What are the issues with it, then? Why 2 stars? Here are my reasons.
1. The protagonist is Cecily Neville, but only apparently. Save, as mentioned, for Cecily's relationship with her sisters Katherine and Anne, she is not really the main charachter, and is not her life that is told. Cecily witnesses the events around her, the political situation, the actions involving her kinsmen, and merely recounts them with a few real intrusions.
2. In a novel about Cecily's life I would've expected a telling of her whole life, if not since her childood, at least since her youth, her first years as Duchess of York, the life in France and then in Dublin, the birth of her children, the beginning of the so called Wars of the Roses. Instead, the novel starts in 1459, at the famous battle of Ludford Bridge, and then goes on into the reign of Edward IV and strangely and abruptly stops when Richard III becomes King. So we are told again of facts widely told in many other novels, while it would have been interesting to read facts prior to this date that usually novels don't take into notice. This is not the tale of Cecily's life, but the tale of the last half of Cecily's life.
3. There are few historical mistakes, that in a so well researched novel really stand out. For example the beginning of the New Year on January 1, when in Medieval times it began on 25 March, Our Lady Day. Or Edward marching into London with "20.000 knights and 30.000 footmen". Considering that in England at the time there was about a total of 1000 knights, and that the population of London was of 40.000, obviously these are fantasy numbers. Not to mention the ever presents George and Edward tall and blonde, and the short and dark Richard. And above all, the fact that Richard claimed the crown using Edward's supposed bastardy as well as that of Edward's children, which comes from the utterly unreliable Thomas More, while all the contemporary sources say otherwise.

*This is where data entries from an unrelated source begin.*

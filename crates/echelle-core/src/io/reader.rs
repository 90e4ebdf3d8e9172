use std::fmt;
use std::path::Path;

use ndarray::Array1;
use serde::{Deserialize, Serialize};

use crate::consts::DEFAULT_WAT_CARD_WIDTH;
use crate::error::{EchelleError, Result};
use crate::io::fits::FitsFile;
use crate::io::{ascii, cube, fits1d, mike, multispec};
use crate::spectrum::{Metadata, Spectrum};

/// Metadata key recording the file a spectrum was read from.
pub const READ_PATH_KEY: &str = "read_path";

/// Metadata key holding an order's echelle order number.
pub const ORDER_NUMBER_KEY: &str = "order";

/// Parsers tried by [`read_spectrum`], in priority order.
#[derive(Clone, Copy, Debug, PartialEq, Eq, Hash, Serialize, Deserialize)]
pub enum ReadStrategy {
    Mike,
    Multispec,
    Fits1d,
    Ascii3,
    WaveFluxIvarCube,
    Ceres,
    LegacyMultispec,
    Ascii2,
}

impl ReadStrategy {
    pub const ALL: [ReadStrategy; 8] = [
        Self::Mike,
        Self::Multispec,
        Self::Fits1d,
        Self::Ascii3,
        Self::WaveFluxIvarCube,
        Self::Ceres,
        Self::LegacyMultispec,
        Self::Ascii2,
    ];
}

impl fmt::Display for ReadStrategy {
    fn fmt(&self, f: &mut fmt::Formatter<'_>) -> fmt::Result {
        match self {
            Self::Mike => write!(f, "MIKE"),
            Self::Multispec => write!(f, "multispec"),
            Self::Fits1d => write!(f, "fits-1d"),
            Self::Ascii3 => write!(f, "ascii (3 columns)"),
            Self::WaveFluxIvarCube => write!(f, "wavelength/flux/ivar cube"),
            Self::Ceres => write!(f, "CERES"),
            Self::LegacyMultispec => write!(f, "legacy multispec"),
            Self::Ascii2 => write!(f, "ascii (2 columns)"),
        }
    }
}

/// A single strategy's structural failure, kept for diagnostics.
#[derive(Clone, Debug, PartialEq, Eq)]
pub struct StrategyFailure {
    pub strategy: ReadStrategy,
    pub reason: String,
}

impl fmt::Display for StrategyFailure {
    fn fmt(&self, f: &mut fmt::Formatter<'_>) -> fmt::Result {
        write!(f, "{}: {}", self.strategy, self.reason)
    }
}

/// Reader overrides.
#[derive(Clone, Debug, Serialize, Deserialize)]
#[serde(default)]
pub struct ReaderOptions {
    /// Zero-indexed flux band of multi-band containers.
    pub flux_band: Option<usize>,
    /// Zero-indexed noise band of multi-band containers.
    pub noise_band: Option<usize>,
    /// Width each `WAT2_nnn` value is padded to before joining.
    pub card_width: usize,
    /// Accept unrecognised band layouts with NaN ivar instead of failing.
    pub allow_unidentified: bool,
}

impl Default for ReaderOptions {
    fn default() -> Self {
        Self {
            flux_band: None,
            noise_band: None,
            card_width: DEFAULT_WAT_CARD_WIDTH,
            allow_unidentified: false,
        }
    }
}

/// Per-order arrays produced by a strategy, before validation.
#[derive(Clone, Debug)]
pub(crate) struct RawOrders {
    pub dispersion: Vec<Vec<f64>>,
    pub flux: Vec<Vec<f64>>,
    pub ivar: Vec<Vec<f64>>,
    pub metadata: Metadata,
    /// Echelle order number of each order, when the container records them.
    pub order_numbers: Vec<i64>,
}

impl RawOrders {
    fn into_spectra(self) -> Result<Vec<Spectrum>> {
        if self.dispersion.is_empty() {
            return Err(EchelleError::StructuralRead("no orders".into()));
        }
        let metadata = self.metadata;
        let numbers = self.order_numbers;
        self.dispersion
            .into_iter()
            .zip(self.flux)
            .zip(self.ivar)
            .enumerate()
            .map(|(index, ((d, f), i))| {
                let mut metadata = metadata.clone();
                if let Some(&number) = numbers.get(index) {
                    metadata.insert(ORDER_NUMBER_KEY, number);
                }
                Spectrum::new(Array1::from_vec(d), Array1::from_vec(f), Array1::from_vec(i), metadata)
            })
            .collect()
    }
}

/// Orders read from one file.
#[derive(Clone, Debug)]
pub struct ReadOutcome {
    pub strategy: ReadStrategy,
    pub orders: Vec<Spectrum>,
    /// Strategies that failed before `strategy` succeeded.
    pub attempts: Vec<StrategyFailure>,
}

impl ReadOutcome {
    /// The only order, for single-order inputs.
    pub fn single(&self) -> Option<&Spectrum> {
        match self.orders.as_slice() {
            [only] => Some(only),
            _ => None,
        }
    }
}

/// Read every order from `path`, trying each [`ReadStrategy`] in turn.
///
/// The first strategy that parses the file and yields valid spectra wins.
pub fn read_spectrum(path: &Path, options: &ReaderOptions) -> Result<ReadOutcome> {
    if !path.exists() {
        return Err(EchelleError::Io(std::io::Error::new(
            std::io::ErrorKind::NotFound,
            format!("{} does not exist", path.display()),
        )));
    }

    // Parsed once, shared by every FITS-based strategy.
    let fits: std::result::Result<FitsFile, String> =
        FitsFile::open(path).map_err(|e| e.to_string());

    let mut attempts = Vec::new();
    for strategy in ReadStrategy::ALL {
        let result = run_strategy(strategy, path, &fits, options).and_then(RawOrders::into_spectra);

        match result {
            Ok(mut orders) => {
                let source = path.display().to_string();
                for order in &mut orders {
                    order.metadata.insert(READ_PATH_KEY, source.as_str());
                }
                tracing::debug!(
                    path = %source,
                    %strategy,
                    orders = orders.len(),
                    "Read spectrum"
                );
                return Ok(ReadOutcome {
                    strategy,
                    orders,
                    attempts,
                });
            }
            Err(e) => {
                tracing::debug!(path = %path.display(), %strategy, error = %e, "Read strategy failed");
                attempts.push(StrategyFailure {
                    strategy,
                    reason: e.to_string(),
                });
            }
        }
    }

    Err(EchelleError::UnreadableSpectrum {
        path: path.to_path_buf(),
        attempts,
    })
}

fn run_strategy(
    strategy: ReadStrategy,
    path: &Path,
    fits: &std::result::Result<FitsFile, String>,
    options: &ReaderOptions,
) -> Result<RawOrders> {
    let fits = match (strategy, fits) {
        (ReadStrategy::Ascii3, _) => return ascii::read_ascii3(path),
        (ReadStrategy::Ascii2, _) => return ascii::read_ascii2(path),
        (_, Err(reason)) => return Err(EchelleError::StructuralRead(reason.clone())),
        (_, Ok(fits)) => fits,
    };
    match strategy {
        ReadStrategy::Mike => mike::read_mike(fits, options),
        ReadStrategy::Multispec => multispec::read_multispec(fits, options),
        ReadStrategy::Fits1d => fits1d::read_fits_spectrum1d(fits),
        ReadStrategy::WaveFluxIvarCube => cube::read_wave_flux_ivar_cube(fits),
        ReadStrategy::Ceres => cube::read_ceres(fits),
        ReadStrategy::LegacyMultispec => multispec::read_legacy_multispec(fits, options),
        ReadStrategy::Ascii3 => ascii::read_ascii3(path),
        ReadStrategy::Ascii2 => ascii::read_ascii2(path),
    }
}
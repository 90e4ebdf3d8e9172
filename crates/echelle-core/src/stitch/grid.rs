use crate::consts::GRID_EDGE_SLACK;
use crate::error::{EchelleError, Result};
use crate::spectrum::Spectrum;

/// Wavelength coverage and sampling of one order.
#[derive(Clone, Copy, Debug)]
struct Coverage {
    min: f64,
    max: f64,
    step: f64,
}

/// Build a common dispersion grid for a set of orders.
///
/// Every order's end points split the full range into regions. Each region
/// covered by at least one order is sampled uniformly at the finest median
/// pixel spacing among the orders covering it; regions nobody covers are
/// left out.
pub fn common_dispersion(spectra: &[Spectrum]) -> Result<Vec<f64>> {
    if spectra.is_empty() {
        return Err(EchelleError::EmptySequence);
    }

    let coverage: Vec<Coverage> = spectra
        .iter()
        .filter_map(|s| {
            let (min, max) = s.wavelength_range()?;
            Some(Coverage {
                min,
                max,
                step: s.median_pixel_spacing(),
            })
        })
        .collect();

    let mut edges: Vec<f64> = coverage.iter().flat_map(|c| [c.min, c.max]).collect();
    edges.sort_unstable_by(|a, b| a.total_cmp(b));
    edges.dedup();

    let mut grid = Vec::new();
    for region in edges.windows(2) {
        let (left, right) = (region[0], region[1]);
        let step = coverage
            .iter()
            .filter(|c| !(c.max <= left || c.min >= right))
            .map(|c| c.step)
            .filter(|s| s.is_finite() && *s > 0.0)
            .fold(f64::INFINITY, f64::min);
        if !step.is_finite() {
            tracing::debug!(left, right, "Skipping region without coverage");
            continue;
        }

        let count = ((right - left) / step).ceil() as usize;
        let mut points: Vec<f64> = (0..count).map(|k| left + k as f64 * step).collect();
        if let Some(&last) = points.last() {
            if right - last < step * (1.0 - GRID_EDGE_SLACK) {
                points.pop();
            }
        }
        grid.extend(points);
    }

    validate_grid(&grid)?;
    Ok(grid)
}

/// Ensure a grid is strictly increasing.
pub fn validate_grid(grid: &[f64]) -> Result<()> {
    match grid.windows(2).position(|w| !(w[1] > w[0])) {
        Some(i) => Err(EchelleError::NonContiguousGrid { index: i + 1 }),
        None => Ok(()),
    }
}
use std::path::PathBuf;

use thiserror::Error;

use crate::io::reader::StrategyFailure;

#[derive(Error, Debug)]
pub enum EchelleError {
    #[error("I/O error: {0}")]
    Io(#[from] std::io::Error),

    #[error("Invalid FITS container: {0}")]
    InvalidFits(String),

    #[error("Structural read error: {0}")]
    StructuralRead(String),

    #[error("Cannot read spectrum from {} ({} strategies tried)", path.display(), attempts.len())]
    UnreadableSpectrum {
        path: PathBuf,
        attempts: Vec<StrategyFailure>,
    },

    #[error("Unsupported dispersion function: {0}")]
    UnsupportedDispersionFunction(String),

    #[error("Array length mismatch: dispersion={dispersion}, flux={flux}, ivar={ivar}")]
    DimensionMismatch {
        dispersion: usize,
        flux: usize,
        ivar: usize,
    },

    #[error("Dispersion is not strictly monotonic at index {index}")]
    UnsortedDispersion { index: usize },

    #[error("Unknown basis function: {0}")]
    UnknownBasisFunction(String),

    #[error("Common dispersion grid is not strictly increasing at index {index}")]
    NonContiguousGrid { index: usize },

    #[error("Empty spectrum sequence")]
    EmptySequence,

    #[error("Either a velocity or a redshift must be given, but not both")]
    InvalidRedshift,

    #[error("Unidentified band layout (checksum {checksum})")]
    UnidentifiedBands { checksum: String },

    #[error("Write error: {0}")]
    Write(String),
}

pub type Result<T> = std::result::Result<T, EchelleError>;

4. The treatment of Richard III: this was a bitter finding for me, since I've read another novel by the same author, Virgin Widow, which presented a good Richard, closer to the historical one. Here we find another Richard, more similar to the Tudorish one, ambitious, double faced, cunning, dissembler, greedy for power, who invents the marriage between Edward and Eleanor Talbot, but is ready to brand his mother an adulterer if this doesn't work, who covets the crown at any cost, who unjustly execute Hastings just because he doesn't want to support him and so on. This was really painful to read in a 2020 novel.